While Motricity isn't profitable, it at least has major customers in the major U.S. wireless carriers and substantial revenue--$117.1 million for the 12 months ending Sept. 30, with a net loss of $10.8 million. Vringo looks more like a vaporous dot-com era IPO. From its start in 2007 through the first nine month of 2009, Vringo has revenue of $36,000 and a net loss of $18 million. Ouch. It expects to generate more losses and negative cash flow "for the foreseeable future."
But don't worry, the company has a plan. It's shifting is free video ringtone service from a free to a monthly paid subscription model as well as charging additional fees from selling premium content. Uh, why not demonstrate first that Vringo can develop a viable subscription business over an extended period before even thinking about going public?
If Facebook, whose venture investors this week said the company won't go public this year as it continues to work on its product and management team, why would a wholly unproven business like Vringo? To date, the company has raised about $17.5 million in financing from investors including Warburg Pincus and angel investors.

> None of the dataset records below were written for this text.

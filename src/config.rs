//! YAML configuration loading and validation.
//!
//! The config file is loaded once per run into `AgentConfig` and passed
//! explicitly to every component that needs it. Secrets never live in the
//! file; they are read from the environment at startup via `EnvSettings`.

use std::collections::BTreeMap;
use std::path::{Path, PathBuf};

use serde::{Deserialize, Serialize};
use thiserror::Error;

use crate::types::{AgentMode, Category, Sensitivity};

#[derive(Debug, Error)]
pub enum ConfigError {
    #[error("Failed to read config {path}: {source}")]
    Io {
        path: PathBuf,
        source: std::io::Error,
    },

    #[error("Failed to parse config {path}: {source}")]
    Parse {
        path: PathBuf,
        source: serde_yaml::Error,
    },

    #[error("Invalid config: {0}")]
    Invalid(String),
}

// ============================================================================
// Config schema
// ============================================================================

/// One mail source inside a pack: the domains it listens to and the keyword
/// filters that scope relevance.
#[derive(Debug, Clone, Default, Serialize, Deserialize)]
#[serde(rename_all = "camelCase")]
pub struct PackSource {
    #[serde(default)]
    pub from_domains: Vec<String>,
    #[serde(default)]
    pub keywords: Vec<String>,
    #[serde(default)]
    pub exclude_keywords: Vec<String>,
    #[serde(default, skip_serializing_if = "Option::is_none")]
    pub extraction_hints: Option<String>,
    #[serde(default)]
    pub event_defaults: EventDefaults,
}

#[derive(Debug, Clone, Serialize, Deserialize)]
#[serde(rename_all = "camelCase")]
pub struct EventDefaults {
    #[serde(default = "default_duration_minutes")]
    pub duration_minutes: u32,
    #[serde(default, skip_serializing_if = "Option::is_none")]
    pub default_start_time: Option<String>,
}

fn default_duration_minutes() -> u32 {
    60
}

impl Default for EventDefaults {
    fn default() -> Self {
        Self {
            duration_minutes: default_duration_minutes(),
            default_start_time: None,
        }
    }
}

/// A named bundle of sources and preferences scoping one domain of the
/// household's life (school, activities, medical, …).
#[derive(Debug, Clone, Serialize, Deserialize)]
#[serde(rename_all = "camelCase")]
pub struct Pack {
    pub pack_id: String,
    /// Tie-break for overlapping classification; lower runs first.
    #[serde(default)]
    pub priority: i32,
    #[serde(default = "default_true")]
    pub enabled: bool,
    #[serde(default)]
    pub sources: Vec<PackSource>,
    /// Per-category save sensitivity. Unlisted categories use `balanced`.
    #[serde(default)]
    pub category_preferences: BTreeMap<Category, Sensitivity>,
    /// Hard product rule: the calendar writer must not notify guests
    /// unless this is set.
    #[serde(default)]
    pub notify_guests: bool,
}

fn default_true() -> bool {
    true
}

impl Pack {
    /// Sensitivity for a category, defaulting to `balanced`.
    pub fn sensitivity(&self, category: Category) -> Sensitivity {
        self.category_preferences
            .get(&category)
            .copied()
            .unwrap_or_default()
    }

    /// All domains across this pack's sources.
    pub fn all_domains(&self) -> Vec<&str> {
        self.sources
            .iter()
            .flat_map(|s| s.from_domains.iter().map(|d| d.as_str()))
            .collect()
    }
}

#[derive(Debug, Clone, Default, Serialize, Deserialize)]
#[serde(rename_all = "camelCase")]
pub struct FamilyMember {
    pub name: String,
    #[serde(default)]
    pub aliases: Vec<String>,
    #[serde(default)]
    pub group_aliases: Vec<String>,
    #[serde(default, skip_serializing_if = "Option::is_none")]
    pub grade: Option<String>,
    #[serde(default)]
    pub grade_aliases: Vec<String>,
}

/// Sender-domain rule that prefills likely people before text scanning.
#[derive(Debug, Clone, Serialize, Deserialize)]
#[serde(rename_all = "camelCase")]
pub struct SourceAssignment {
    pub from_domain: String,
    pub assign_to: Vec<String>,
}

#[derive(Debug, Clone, Default, Serialize, Deserialize)]
#[serde(rename_all = "camelCase")]
pub struct FamilyConfig {
    #[serde(default)]
    pub members: Vec<FamilyMember>,
    #[serde(default)]
    pub source_assignments: Vec<SourceAssignment>,
}

#[derive(Debug, Clone, Serialize, Deserialize)]
#[serde(rename_all = "camelCase")]
pub struct CalendarConfig {
    #[serde(default = "default_calendar_id")]
    pub calendar_id: String,
}

fn default_calendar_id() -> String {
    "primary".to_string()
}

impl Default for CalendarConfig {
    fn default() -> Self {
        Self {
            calendar_id: default_calendar_id(),
        }
    }
}

#[derive(Debug, Clone, Serialize, Deserialize)]
#[serde(rename_all = "camelCase")]
pub struct ExternalCalendar {
    pub name: String,
    pub ics_url: String,
}

#[derive(Debug, Clone, Default, Serialize, Deserialize)]
#[serde(rename_all = "camelCase")]
pub struct InviteConfig {
    /// Calendar invites found in mail are surfaced, never auto-accepted.
    #[serde(default)]
    pub surface_in_digest: bool,
}

#[derive(Debug, Clone, Serialize, Deserialize)]
#[serde(rename_all = "camelCase")]
pub struct ConfidenceConfig {
    /// Autopilot promotion threshold.
    #[serde(default = "default_auto_create")]
    pub auto_create: f64,
}

fn default_auto_create() -> f64 {
    0.85
}

impl Default for ConfidenceConfig {
    fn default() -> Self {
        Self {
            auto_create: default_auto_create(),
        }
    }
}

#[derive(Debug, Clone, Serialize, Deserialize)]
#[serde(rename_all = "camelCase")]
pub struct Defaults {
    #[serde(default = "default_timezone")]
    pub timezone: String,
    #[serde(default = "default_dismissed_by")]
    pub dismissed_by: String,
}

fn default_timezone() -> String {
    "America/New_York".to_string()
}

fn default_dismissed_by() -> String {
    "parent".to_string()
}

impl Default for Defaults {
    fn default() -> Self {
        Self {
            timezone: default_timezone(),
            dismissed_by: default_dismissed_by(),
        }
    }
}

#[derive(Debug, Clone, Serialize, Deserialize)]
#[serde(rename_all = "camelCase")]
pub struct ProcessingConfig {
    #[serde(default = "default_max_emails")]
    pub max_emails_per_run: u32,
    #[serde(default = "default_lookback_days")]
    pub lookback_days: u32,
    /// Worker pool width inside a pack; clamped to 2..=5 at use.
    #[serde(default = "default_concurrency")]
    pub concurrency: u32,
    /// Cron schedule for the periodic agent run.
    #[serde(default = "default_agent_cron")]
    pub agent_cron: String,
}

fn default_max_emails() -> u32 {
    50
}

fn default_lookback_days() -> u32 {
    7
}

fn default_concurrency() -> u32 {
    3
}

fn default_agent_cron() -> String {
    "*/20 * * * *".to_string()
}

impl Default for ProcessingConfig {
    fn default() -> Self {
        Self {
            max_emails_per_run: default_max_emails(),
            lookback_days: default_lookback_days(),
            concurrency: default_concurrency(),
            agent_cron: default_agent_cron(),
        }
    }
}

#[derive(Debug, Clone, Default, Serialize, Deserialize)]
#[serde(rename_all = "camelCase")]
pub struct NotificationsConfig {
    /// Digest recipients.
    #[serde(default)]
    pub digest_to: Vec<String>,
    #[serde(default, skip_serializing_if = "Option::is_none")]
    pub from_address: Option<String>,
}

#[derive(Debug, Clone, Serialize, Deserialize)]
#[serde(rename_all = "camelCase")]
pub struct DigestsConfig {
    #[serde(default = "default_true")]
    pub enabled: bool,
    /// Weekly digest, Sunday 20:00 local.
    #[serde(default = "default_weekly_cron")]
    pub weekly_cron: String,
    /// Daily digest, 06:00 local.
    #[serde(default = "default_daily_cron")]
    pub daily_cron: String,
}

fn default_weekly_cron() -> String {
    "0 20 * * 0".to_string()
}

fn default_daily_cron() -> String {
    "0 6 * * *".to_string()
}

impl Default for DigestsConfig {
    fn default() -> Self {
        Self {
            enabled: true,
            weekly_cron: default_weekly_cron(),
            daily_cron: default_daily_cron(),
        }
    }
}

#[derive(Debug, Clone, Serialize, Deserialize)]
#[serde(rename_all = "camelCase", deny_unknown_fields)]
pub struct AgentConfig {
    pub version: u32,
    #[serde(default)]
    pub packs: Vec<Pack>,
    #[serde(default)]
    pub calendar: CalendarConfig,
    #[serde(default)]
    pub family: FamilyConfig,
    #[serde(default)]
    pub external_calendars: Vec<ExternalCalendar>,
    #[serde(default)]
    pub invites: InviteConfig,
    #[serde(default)]
    pub confidence: ConfidenceConfig,
    #[serde(default)]
    pub defaults: Defaults,
    #[serde(default)]
    pub processing: ProcessingConfig,
    #[serde(default)]
    pub notifications: NotificationsConfig,
    #[serde(default)]
    pub digests: DigestsConfig,

    /// Runtime mode, from `AGENT_MODE`. Never read from the file.
    #[serde(skip)]
    pub mode: AgentMode,
    /// Feature flag, from `PERSON_ASSIGNMENT_ENABLED`.
    #[serde(skip, default = "default_true")]
    pub person_assignment_enabled: bool,
}

const SUPPORTED_VERSION: u32 = 1;

impl AgentConfig {
    /// Load and validate a config file, then apply environment overrides.
    pub fn load(path: &Path, env: &EnvSettings) -> Result<Self, ConfigError> {
        let content = std::fs::read_to_string(path).map_err(|source| ConfigError::Io {
            path: path.to_path_buf(),
            source,
        })?;
        let mut config: AgentConfig =
            serde_yaml::from_str(&content).map_err(|source| ConfigError::Parse {
                path: path.to_path_buf(),
                source,
            })?;
        config.validate()?;
        config.mode = env.mode;
        config.person_assignment_enabled = env.person_assignment_enabled;
        Ok(config)
    }

    fn validate(&self) -> Result<(), ConfigError> {
        if self.version != SUPPORTED_VERSION {
            return Err(ConfigError::Invalid(format!(
                "unsupported config version {} (expected {})",
                self.version, SUPPORTED_VERSION
            )));
        }

        let mut seen = std::collections::HashSet::new();
        for pack in &self.packs {
            if pack.pack_id.trim().is_empty() {
                return Err(ConfigError::Invalid("pack with empty packId".into()));
            }
            if !seen.insert(pack.pack_id.as_str()) {
                return Err(ConfigError::Invalid(format!(
                    "duplicate packId '{}'",
                    pack.pack_id
                )));
            }
        }

        let mut names = std::collections::HashSet::new();
        for member in &self.family.members {
            if member.name.trim().is_empty() {
                return Err(ConfigError::Invalid("family member with empty name".into()));
            }
            if !names.insert(member.name.as_str()) {
                return Err(ConfigError::Invalid(format!(
                    "duplicate family member '{}'",
                    member.name
                )));
            }
        }

        for rule in &self.family.source_assignments {
            for assignee in &rule.assign_to {
                if !names.contains(assignee.as_str()) {
                    return Err(ConfigError::Invalid(format!(
                        "sourceAssignment for '{}' names unknown member '{}'",
                        rule.from_domain, assignee
                    )));
                }
            }
        }

        Ok(())
    }

    /// Enabled packs in priority order (stable for equal priorities).
    pub fn enabled_packs(&self) -> Vec<&Pack> {
        let mut packs: Vec<&Pack> = self.packs.iter().filter(|p| p.enabled).collect();
        packs.sort_by_key(|p| p.priority);
        packs
    }

    pub fn pack(&self, pack_id: &str) -> Option<&Pack> {
        self.packs.iter().find(|p| p.pack_id == pack_id)
    }
}

// ============================================================================
// Environment
// ============================================================================

/// Everything the process reads from the environment, captured once at
/// startup. No module-level env lookups anywhere else.
#[derive(Debug, Clone, Default)]
pub struct EnvSettings {
    pub store_url: Option<String>,
    pub store_auth_token: Option<String>,
    pub google_client_id: Option<String>,
    pub google_client_secret: Option<String>,
    pub google_redirect_uri: Option<String>,
    pub google_refresh_token: Option<String>,
    pub anthropic_api_key: Option<String>,
    pub mode: AgentMode,
    pub person_assignment_enabled: bool,
}

impl EnvSettings {
    pub fn from_env() -> Result<Self, ConfigError> {
        let mode = match std::env::var("AGENT_MODE") {
            Ok(raw) => AgentMode::parse(&raw).ok_or_else(|| {
                ConfigError::Invalid(format!(
                    "AGENT_MODE must be copilot, autopilot, or dry-run (got '{raw}')"
                ))
            })?,
            Err(_) => AgentMode::default(),
        };

        let person_assignment_enabled = std::env::var("PERSON_ASSIGNMENT_ENABLED")
            .map(|v| !matches!(v.to_lowercase().as_str(), "false" | "0" | "no"))
            .unwrap_or(true);

        Ok(Self {
            store_url: std::env::var("TURSO_DATABASE_URL").ok(),
            store_auth_token: std::env::var("TURSO_AUTH_TOKEN").ok(),
            google_client_id: std::env::var("GOOGLE_CLIENT_ID").ok(),
            google_client_secret: std::env::var("GOOGLE_CLIENT_SECRET").ok(),
            google_redirect_uri: std::env::var("GOOGLE_REDIRECT_URI").ok(),
            google_refresh_token: std::env::var("GOOGLE_REFRESH_TOKEN").ok(),
            anthropic_api_key: std::env::var("ANTHROPIC_API_KEY").ok(),
            mode,
            person_assignment_enabled,
        })
    }

    /// Resolve the store URL to a local SQLite path.
    ///
    /// Accepts a plain path or a `file:` URL. Remote stores are not
    /// supported by this binary and abort with a configuration error.
    pub fn resolve_db_path(&self) -> Result<PathBuf, ConfigError> {
        match self.store_url.as_deref() {
            Some(url) if url.starts_with("libsql://") || url.starts_with("https://") => {
                Err(ConfigError::Invalid(format!(
                    "TURSO_DATABASE_URL '{url}': remote stores are not supported; \
                     use a local path or file: URL"
                )))
            }
            Some(url) => {
                let path = url.strip_prefix("file:").unwrap_or(url);
                Ok(PathBuf::from(path))
            }
            None => {
                let home = dirs::home_dir().ok_or_else(|| {
                    ConfigError::Invalid("home directory not found".into())
                })?;
                Ok(home.join(".hearth").join("hearth.db"))
            }
        }
    }
}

Vringo CEO Jonathan Medved, who co-founded Israel Seed Partners in 1995, is considered one of that country's leading high-tech investors and entrepreneurs. Maybe Medved's track record, including investments in Shopping.com (sold to eBay) and Answers Corp. (Nasdaq: ANSW) can help get the Vringo offering off the ground. The IPO market has shown signs of life lately, with the 31 completed in the fourth quarter of 2009, was the most since the same period in 2007, according to Dealogic Inc.
But if Vringo does go public this year and its stock price soars on the first day of trading, it could be the first sign of a mobile bubble inflating.